Golpeó la madera de haya con el puño mientras apretaba los dientes con gesto enérgico. Esa dentadura no tenía precio. Todos callaron. Prudencia máxima era la norma básica no escrita.

—De este modo, he calculado que en el plazo de un año nadie podrá distinguir la verdad de la mentira en nuestro sector. Dará lo mismo encontrarse en posesión de lo cierto que no. La verdad provocará las mismas reacciones que una falsedad grosera. Y viceversa. Eso nos ahorrará el esfuerzo de establecer discursos lógicos y razonables que argumenten nuestros movimientos y acciones. A larga, aliviaremos dinero y recursos, que es lo que esperan nuestros accionistas. Ellos quieren que sus títulos y acciones generen más dividendos. Y para eso trabajamos nosotros.

El embriagador aroma a cedro y ámbar del perfume de quien mandaba lo cubría todo desde hacía rato. Delicado, dominante. Al fondo de la mesa se levantó una mano rematada por un anticuado gemelo de plata con iniciales grabadas. El jefe le concedió la palabra.

—Señor consejero delegado, con todos los respetos y si me lo permite, eso último que ha dicho es mentira. Una falsedad como un piano.

Brotó un murmullo sordo y huidizo. El consejero delegado lo interrumpió con una sonora carcajada. Señaló con el índice de su mano derecha al de los gemelos de plata.

—¡Bravo! ¡Muy bueno! Veo que has pillado perfectamente la filosofía, la esencia de los nuevos tiempos. Un ejemplo, señores. Todo un ejemplo. Aprendan de él.

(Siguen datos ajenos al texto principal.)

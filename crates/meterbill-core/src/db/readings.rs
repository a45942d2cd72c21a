//! Meter reading storage
//!
//! One canonical row per (apartment, month, type, slot). Writes are
//! upserts with a single carve-out: an OCR write never downgrades a
//! manual row whose value it merely re-confirms, which keeps admin-entered
//! numbers stable when the same photo is processed again.
//!
//! The `_in` functions take an explicit connection so the reconciler can
//! run them inside one transaction with its delete/reinsert rewrite.

use rusqlite::{params, Connection, OptionalExtension};

use super::{parse_datetime, Database};
use crate::error::Result;
use crate::models::{same_value, MeterReading, MeterType, ReadingSource};
use crate::ym::Ym;

/// A reading write targeting one (apartment, month, type, slot) key
#[derive(Debug, Clone)]
pub struct ReadingWrite {
    pub apartment_id: i64,
    pub ym: Ym,
    pub meter_type: MeterType,
    /// Slot 1..3 for electric; 1 for water/sewer
    pub meter_index: i64,
    pub value: f64,
    pub source: ReadingSource,
    /// Original OCR value, kept for audit
    pub ocr_value: Option<f64>,
}

impl ReadingWrite {
    pub fn new(
        apartment_id: i64,
        ym: Ym,
        meter_type: MeterType,
        meter_index: i64,
        value: f64,
        source: ReadingSource,
    ) -> Self {
        Self {
            apartment_id,
            ym,
            meter_type,
            meter_index,
            value,
            source,
            ocr_value: if source == ReadingSource::Ocr {
                Some(value)
            } else {
                None
            },
        }
    }
}

/// Result of upserting a reading
#[derive(Debug, Clone, Copy, PartialEq, Eq)]
pub enum ReadingUpsertResult {
    /// New row created, contains its ID
    Inserted(i64),
    /// Existing row overwritten, contains its ID
    Updated(i64),
    /// OCR re-confirmed an unchanged manual value; row stays manual
    KeptManual(i64),
}

impl ReadingUpsertResult {
    pub fn id(&self) -> i64 {
        match self {
            Self::Inserted(id) | Self::Updated(id) | Self::KeptManual(id) => *id,
        }
    }
}

const READING_COLS: &str =
    "id, apartment_id, ym, meter_type, meter_index, value, source, ocr_value, created_at, updated_at";

fn row_to_reading(row: &rusqlite::Row<'_>) -> rusqlite::Result<MeterReading> {
    let ym_str: String = row.get(2)?;
    let type_str: String = row.get(3)?;
    let source_str: String = row.get(6)?;
    let created_at_str: String = row.get(8)?;
    let updated_at_str: String = row.get(9)?;

    Ok(MeterReading {
        id: row.get(0)?,
        apartment_id: row.get(1)?,
        // ym and type are validated on write
        ym: Ym::parse(&ym_str).unwrap_or_default(),
        meter_type: type_str.parse().unwrap_or(MeterType::Cold),
        meter_index: row.get(4)?,
        value: row.get(5)?,
        source: source_str.parse().unwrap_or(ReadingSource::Ocr),
        ocr_value: row.get(7)?,
        created_at: parse_datetime(&created_at_str),
        updated_at: parse_datetime(&updated_at_str),
    })
}

/// Upsert a reading on an explicit connection.
///
/// An OCR write that matches an existing manual value within tolerance
/// leaves the row manual and only records the confirming OCR value.
pub fn upsert_reading_in(conn: &Connection, w: &ReadingWrite) -> Result<ReadingUpsertResult> {
    let existing: Option<(i64, f64, String)> = conn
        .query_row(
            "SELECT id, value, source FROM meter_readings
             WHERE apartment_id = ? AND ym = ? AND meter_type = ? AND meter_index = ?",
            params![
                w.apartment_id,
                w.ym.as_str(),
                w.meter_type.as_str(),
                w.meter_index
            ],
            |row| Ok((row.get(0)?, row.get(1)?, row.get(2)?)),
        )
        .optional()?;

    if let Some((id, value, source)) = existing {
        let existing_source: ReadingSource = source.parse().unwrap_or_default();
        if w.source == ReadingSource::Ocr
            && existing_source == ReadingSource::Manual
            && same_value(value, w.value)
        {
            conn.execute(
                "UPDATE meter_readings
                 SET ocr_value = COALESCE(?, ocr_value), updated_at = CURRENT_TIMESTAMP
                 WHERE id = ?",
                params![w.ocr_value, id],
            )?;
            return Ok(ReadingUpsertResult::KeptManual(id));
        }

        conn.execute(
            "UPDATE meter_readings
             SET value = ?, source = ?, ocr_value = COALESCE(?, ocr_value),
                 updated_at = CURRENT_TIMESTAMP
             WHERE id = ?",
            params![w.value, w.source.as_str(), w.ocr_value, id],
        )?;
        return Ok(ReadingUpsertResult::Updated(id));
    }

    conn.execute(
        "INSERT INTO meter_readings (apartment_id, ym, meter_type, meter_index, value, source, ocr_value)
         VALUES (?, ?, ?, ?, ?, ?, ?)",
        params![
            w.apartment_id,
            w.ym.as_str(),
            w.meter_type.as_str(),
            w.meter_index,
            w.value,
            w.source.as_str(),
            w.ocr_value
        ],
    )?;
    Ok(ReadingUpsertResult::Inserted(conn.last_insert_rowid()))
}

/// Mark a stored reading as OCR-confirmed (duplicate resubmission of a
/// manual value).
pub fn promote_reading_to_ocr_in(conn: &Connection, id: i64, ocr_value: f64) -> Result<()> {
    conn.execute(
        "UPDATE meter_readings
         SET source = 'ocr', ocr_value = COALESCE(ocr_value, ?), updated_at = CURRENT_TIMESTAMP
         WHERE id = ?",
        params![ocr_value, id],
    )?;
    Ok(())
}

/// Electric rows (slots 1..3) for one apartment-month, ordered by slot.
pub fn electric_readings_in(
    conn: &Connection,
    apartment_id: i64,
    ym: &Ym,
) -> Result<Vec<MeterReading>> {
    let mut stmt = conn.prepare(&format!(
        "SELECT {} FROM meter_readings
         WHERE apartment_id = ? AND ym = ? AND meter_type = 'electric'
           AND meter_index BETWEEN 1 AND 3
         ORDER BY meter_index",
        READING_COLS
    ))?;

    let readings = stmt
        .query_map(params![apartment_id, ym.as_str()], row_to_reading)?
        .collect::<std::result::Result<Vec<_>, _>>()?;

    Ok(readings)
}

/// Delete every electric slot row (1..3) for one apartment-month.
///
/// Only used inside the auto-sort rewrite transaction, immediately
/// followed by the canonical reinsert.
pub fn delete_electric_range_in(conn: &Connection, apartment_id: i64, ym: &Ym) -> Result<usize> {
    let deleted = conn.execute(
        "DELETE FROM meter_readings
         WHERE apartment_id = ? AND ym = ? AND meter_type = 'electric'
           AND meter_index BETWEEN 1 AND 3",
        params![apartment_id, ym.as_str()],
    )?;
    Ok(deleted)
}

/// Delete electric rows above a slot on an explicit connection.
pub fn delete_electric_above_in(
    conn: &Connection,
    apartment_id: i64,
    ym: &Ym,
    keep_max: i64,
) -> Result<usize> {
    let deleted = conn.execute(
        "DELETE FROM meter_readings
         WHERE apartment_id = ? AND ym = ? AND meter_type = 'electric'
           AND meter_index > ? AND meter_index BETWEEN 1 AND 3",
        params![apartment_id, ym.as_str(), keep_max],
    )?;
    Ok(deleted)
}

impl Database {
    /// Upsert a reading (see [`upsert_reading_in`])
    pub fn upsert_reading(&self, w: &ReadingWrite) -> Result<ReadingUpsertResult> {
        let conn = self.conn()?;
        upsert_reading_in(&conn, w)
    }

    /// Get one reading row by its full key
    pub fn get_reading(
        &self,
        apartment_id: i64,
        ym: &Ym,
        meter_type: MeterType,
        meter_index: i64,
    ) -> Result<Option<MeterReading>> {
        let conn = self.conn()?;
        let reading = conn
            .query_row(
                &format!(
                    "SELECT {} FROM meter_readings
                     WHERE apartment_id = ? AND ym = ? AND meter_type = ? AND meter_index = ?",
                    READING_COLS
                ),
                params![apartment_id, ym.as_str(), meter_type.as_str(), meter_index],
                row_to_reading,
            )
            .optional()?;
        Ok(reading)
    }

    /// Get just the stored value for a key, if any
    pub fn reading_value(
        &self,
        apartment_id: i64,
        ym: &Ym,
        meter_type: MeterType,
        meter_index: i64,
    ) -> Result<Option<f64>> {
        let conn = self.conn()?;
        let value: Option<f64> = conn
            .query_row(
                "SELECT value FROM meter_readings
                 WHERE apartment_id = ? AND ym = ? AND meter_type = ? AND meter_index = ?",
                params![apartment_id, ym.as_str(), meter_type.as_str(), meter_index],
                |row| row.get(0),
            )
            .optional()?;
        Ok(value)
    }

    /// Electric rows (slots 1..3) for one apartment-month, ordered by slot
    pub fn electric_readings(&self, apartment_id: i64, ym: &Ym) -> Result<Vec<MeterReading>> {
        let conn = self.conn()?;
        electric_readings_in(&conn, apartment_id, ym)
    }

    /// All readings for one apartment-month, ordered by type then slot
    pub fn list_readings_for_month(
        &self,
        apartment_id: i64,
        ym: &Ym,
    ) -> Result<Vec<MeterReading>> {
        let conn = self.conn()?;
        let mut stmt = conn.prepare(&format!(
            "SELECT {} FROM meter_readings
             WHERE apartment_id = ? AND ym = ?
             ORDER BY meter_type, meter_index",
            READING_COLS
        ))?;

        let readings = stmt
            .query_map(params![apartment_id, ym.as_str()], row_to_reading)?
            .collect::<std::result::Result<Vec<_>, _>>()?;

        Ok(readings)
    }

    /// Delete electric rows above a slot (used when an admin rejects an
    /// extra reading; `keep_max` is the snapshotted expected count)
    pub fn delete_electric_above(
        &self,
        apartment_id: i64,
        ym: &Ym,
        keep_max: i64,
    ) -> Result<usize> {
        let conn = self.conn()?;
        delete_electric_above_in(&conn, apartment_id, ym, keep_max)
    }

    /// Find a stored reading for the month that nearly equals `value` but
    /// lives under a different (type, slot) key. The lowest key wins when
    /// several match.
    ///
    /// Ingest uses this to flag a photo that was probably submitted twice
    /// under two meter types.
    pub fn find_near_value(
        &self,
        apartment_id: i64,
        ym: &Ym,
        value: f64,
        tolerance: f64,
        exclude: (MeterType, i64),
    ) -> Result<Option<MeterReading>> {
        let conn = self.conn()?;
        let reading = conn
            .query_row(
                &format!(
                    "SELECT {} FROM meter_readings
                     WHERE apartment_id = ? AND ym = ?
                       AND ABS(value - ?) <= ?
                       AND NOT (meter_type = ? AND meter_index = ?)
                     ORDER BY meter_type, meter_index
                     LIMIT 1",
                    READING_COLS
                ),
                params![
                    apartment_id,
                    ym.as_str(),
                    value,
                    tolerance,
                    exclude.0.as_str(),
                    exclude.1
                ],
                row_to_reading,
            )
            .optional()?;
        Ok(reading)
    }
}
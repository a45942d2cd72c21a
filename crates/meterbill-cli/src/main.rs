//! Meterbill CLI - Utility meter billing for small landlords
//!
//! Usage:
//!   meterbill init                                Initialize database
//!   meterbill apartment add "Unit 12" --chat N    Register an apartment
//!   meterbill tariff import --file tariffs.csv    Load the tariff history
//!   meterbill reading submit -a 1 --meter cold --value 105,5
//!   meterbill bill calc -a 1 -m 2026-03           Show the month's bill

mod cli;
mod commands;


use anyhow::Result;
use clap::Parser;
use tracing_subscriber::{fmt, prelude::*, EnvFilter};

use cli::*;

#[tokio::main]
async fn main() -> Result<()> {
    let cli = Cli::parse();

    // Set up logging
    // Priority: RUST_LOG env var > --verbose flag > default (info)
    let filter = if std::env::var("RUST_LOG").is_ok() {
        EnvFilter::from_default_env()
    } else if cli.verbose {
        EnvFilter::new("debug")
    } else {
        EnvFilter::new("info")
    };

    tracing_subscriber::registry()
        .with(filter)
        .with(fmt::layer().with_target(false).compact())
        .init();

    match cli.command {
        Commands::Init => commands::cmd_init(&cli.db, cli.no_encrypt),
        Commands::Status => commands::cmd_status(&cli.db, cli.no_encrypt),
        Commands::Apartment { action } => {
            let db = commands::open_db(&cli.db, cli.no_encrypt)?;
            match action {
                None | Some(ApartmentAction::List) => commands::cmd_apartment_list(&db),
                Some(ApartmentAction::Add {
                    title,
                    tenant,
                    address,
                    note,
                    ls_account,
                    chat,
                    expected,
                }) => commands::cmd_apartment_add(
                    &db, &title, tenant, address, note, ls_account, chat, expected,
                ),
                Some(ApartmentAction::Show { id }) => commands::cmd_apartment_show(&db, id),
                Some(ApartmentAction::SetExpected { id, expected }) => {
                    commands::cmd_apartment_set_expected(&db, id, expected)
                }
                Some(ApartmentAction::BindChat { id, chat_id }) => {
                    commands::cmd_apartment_bind_chat(&db, id, chat_id)
                }
            }
        }
        Commands::Tariff { action } => {
            let db = commands::open_db(&cli.db, cli.no_encrypt)?;
            match action {
                None | Some(TariffAction::List) => commands::cmd_tariff_list(&db),
                Some(TariffAction::Set {
                    month_from,
                    cold,
                    hot,
                    electric,
                    sewer,
                    t1,
                    t2,
                    t3,
                }) => commands::cmd_tariff_set(
                    &db,
                    &month_from,
                    cold,
                    hot,
                    electric,
                    sewer,
                    t1,
                    t2,
                    t3,
                ),
                Some(TariffAction::Import { file }) => commands::cmd_tariff_import(&db, &file),
            }
        }
        Commands::Reading { action } => {
            let db = commands::open_db(&cli.db, cli.no_encrypt)?;
            match action {
                ReadingAction::Submit {
                    apartment,
                    month,
                    meter,
                    value,
                    index,
                    ocr,
                    photo,
                } => {
                    commands::cmd_reading_submit(
                        &db,
                        apartment,
                        month.as_deref(),
                        &meter,
                        &value,
                        index,
                        ocr,
                        photo.as_deref(),
                    )
                    .await
                }
                ReadingAction::List { apartment, month } => {
                    commands::cmd_reading_list(&db, apartment, month.as_deref())
                }
                ReadingAction::Events { apartment, month } => {
                    commands::cmd_reading_events(&db, apartment, month.as_deref())
                }
            }
        }
        Commands::Bill { action } => {
            let db = commands::open_db(&cli.db, cli.no_encrypt)?;
            match action {
                BillAction::Calc {
                    apartment,
                    month,
                    json,
                } => commands::cmd_bill_calc(&db, apartment, month.as_deref(), json),
                BillAction::Approve {
                    apartment,
                    month,
                    send,
                } => commands::cmd_bill_approve(&db, apartment, month.as_deref(), send).await,
                BillAction::Send { apartment, month } => {
                    commands::cmd_bill_send(&db, apartment, month.as_deref()).await
                }
                BillAction::SendWithoutT3 { apartment, month } => {
                    commands::cmd_bill_send_without_t3(&db, apartment, month.as_deref()).await
                }
            }
        }
        Commands::Extra { action } => {
            let db = commands::open_db(&cli.db, cli.no_encrypt)?;
            match action {
                ExtraAction::Accept { apartment, month } => {
                    commands::cmd_extra_accept(&db, apartment, month.as_deref())
                }
                ExtraAction::Reject { apartment, month } => {
                    commands::cmd_extra_reject(&db, apartment, month.as_deref())
                }
            }
        }
    }
}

El hombre bajó la mano del gemelo lentamente. Esbozó una sonrisa perpleja.

—Desde el lunes, la verdad será lo que a nosotros nos interese. Y punto. Avisen a sus respectivas áreas de los cambios. Pónganse las pilas.

El consejero delegado salió por la puerta del fondo sin despedirse. El helicóptero atronaba en el cielo antes de que el resto hubieran abandonado la sala del cielo. Dentro aún olía a cedro y ámbar. "Te la has jugado, macho", le susurró un compañero al de los gemelos de plata. Sudaba.